L’affiche « Des libérateurs ? La libération par l’armée du crime ! », appelée communément « l’Affiche rouge », a été réalisée par les services de propagande allemands en France au moment du procès ou après l’exécution du réseau Manouchian. Constitué entre 1942 et 1943 et composé de 23 communistes, le réseau Manouchian, qui tient son nom de son dirigeant Missak Manouchian, faisait partie du groupe de résistance des « Francs-tireurs et partisans – main-d’œuvre immigrée » (FTP-MOI).

Ce réseau, qui comptait dans ses rangs trois français et vingt étrangers (espagnol, italiens, arméniens et juifs d’Europe centrale et de l’est), avait effectué de nombreux attentats et actes de sabotages contre l’occupant nazi. Arrêtés en novembre 1943, les 23 accusés comparurent du 15 au 18 février 1944 devant le tribunal militaire allemand du Grand-Paris. Le 21 février au matin, ils furent tous fusillés au Mont-Valérien, à l’exception de la Hongroise Olga Bancic, qui fut décapitée à Stuttgart le 10 mai 1944.

Organisée en trois parties, l’image, reproduit à l’intérieur d’un triangle rouge les photos, les noms, les origines et les actions menées par dix de ces résistants. La question et la réponse « Des libérateurs? La libération par l’armée du crime ! » barrent le haut et le bas de l’affiche. Placardée en 15 000 exemplaires à Paris et dans certaines grandes villes françaises, l’affiche n’eut pas l’effet escompté.

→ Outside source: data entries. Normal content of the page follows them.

//! Client-side replica of one session's canonical state.
//!
//! The replica is purely reactive: it holds whatever `(log, horizon)` the
//! server last broadcast and never moves the horizon itself. Undo and redo
//! are requests sent to the server, not local state changes.
//!
//! ## Version guard
//!
//! [`Replica::apply`] accepts a `fullState` only when its version is strictly
//! greater than the last one applied. Duplicates and reordered deliveries are
//! reported as [`ApplyOutcome::Stale`] and leave the replica untouched.
//!
//! ## Frame cache
//!
//! The rendered visible history is cached and only rebuilt after an applied
//! update. Live preview copies the cached frame and draws the in-progress
//! gesture on top, so each input event costs one polyline instead of a full
//! replay.

use frames::{FullState, Point, Stroke, StrokeError};

use crate::render::{self, PixelBuffer};

/// Result of offering a server state to the replica.
#[derive(Debug, Clone, Copy, PartialEq, Eq)]
pub enum ApplyOutcome {
    Applied { version: u64 },
    /// Version not strictly greater than the last applied one. Ignored.
    Stale { received: u64, current: u64 },
}

#[derive(Debug, Clone)]
pub struct Replica {
    width: u32,
    height: u32,
    state: FullState,
    applied_version: Option<u64>,
    frame: Option<PixelBuffer>,
    gesture: Option<Vec<Point>>,
}

impl Replica {
    #[must_use]
    pub fn new(width: u32, height: u32) -> Self {
        Self { width, height, state: FullState::default(), applied_version: None, frame: None, gesture: None }
    }

    // --- Canonical state ---

    /// Offer a server broadcast. The first state is always applied.
    pub fn apply(&mut self, state: FullState) -> ApplyOutcome {
        if let Some(current) = self.applied_version {
            if state.version <= current {
                return ApplyOutcome::Stale { received: state.version, current };
            }
        }
        let version = state.version;
        self.state = state;
        self.applied_version = Some(version);
        self.frame = None;
        ApplyOutcome::Applied { version }
    }

    /// Version of the last applied state, `None` before the first one.
    #[must_use]
    pub fn version(&self) -> Option<u64> {
        self.applied_version
    }

    #[must_use]
    pub fn state(&self) -> &FullState {
        &self.state
    }

    #[must_use]
    pub fn visible(&self) -> &[Stroke] {
        self.state.visible()
    }

    #[must_use]
    pub fn is_frame_cached(&self) -> bool {
        self.frame.is_some()
    }

    /// Committed frame: `render(visible)`, rebuilt only after an update.
    pub fn frame(&mut self) -> &PixelBuffer {
        let (state, width, height) = (&self.state, self.width, self.height);
        self.frame.get_or_insert_with(|| render::render(state.visible(), width, height))
    }

    // --- Local gesture ---

    /// Start a new gesture, discarding any unfinished one.
    pub fn begin_gesture(&mut self, point: Point) {
        self.gesture = Some(vec![point]);
    }

    /// Append a point to the gesture. Returns `false` when none is active.
    pub fn extend_gesture(&mut self, point: Point) -> bool {
        match self.gesture.as_mut() {
            Some(points) => {
                points.push(point);
                true
            }
            None => false,
        }
    }

    #[must_use]
    pub fn is_drawing(&self) -> bool {
        self.gesture.is_some()
    }

    /// Committed frame with the in-progress gesture drawn on top.
    pub fn preview(&mut self) -> PixelBuffer {
        let mut buf = self.frame().clone();
        if let Some(points) = &self.gesture {
            render::draw_points(&mut buf, points);
        }
        buf
    }

    /// End the gesture and turn it into a stroke ready to submit.
    ///
    /// # Errors
    ///
    /// Returns [`StrokeError::TooShort`] when fewer than two points were
    /// captured (or no gesture was active), and a point-level error for
    /// invalid coordinates or widths. The gesture is consumed either way.
    pub fn finish_gesture(&mut self) -> Result<Stroke, StrokeError> {
        Stroke::new(self.gesture.take().unwrap_or_default())
    }

    pub fn cancel_gesture(&mut self) {
        self.gesture = None;
    }
}

impl Default for Replica {
    fn default() -> Self {
        Self::new(crate::consts::DEFAULT_WIDTH, crate::consts::DEFAULT_HEIGHT)
    }
}

#[cfg(test)]
#[path = "replica_test.rs"]
mod replica_test;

La haine qu’elle a suscité en effet fut dirigée contre les bourreaux et non contre leurs victimes. Cette histoire connut une belle postérité artistique : le poète Louis Aragon s’est inspiré de la dernière lettre de Missak Manouchian à sa femme avant sa mort pour écrire en 1955 le poème Strophes pour se souvenir, un poème mis en musique et chanté par Léo Ferré en 1959.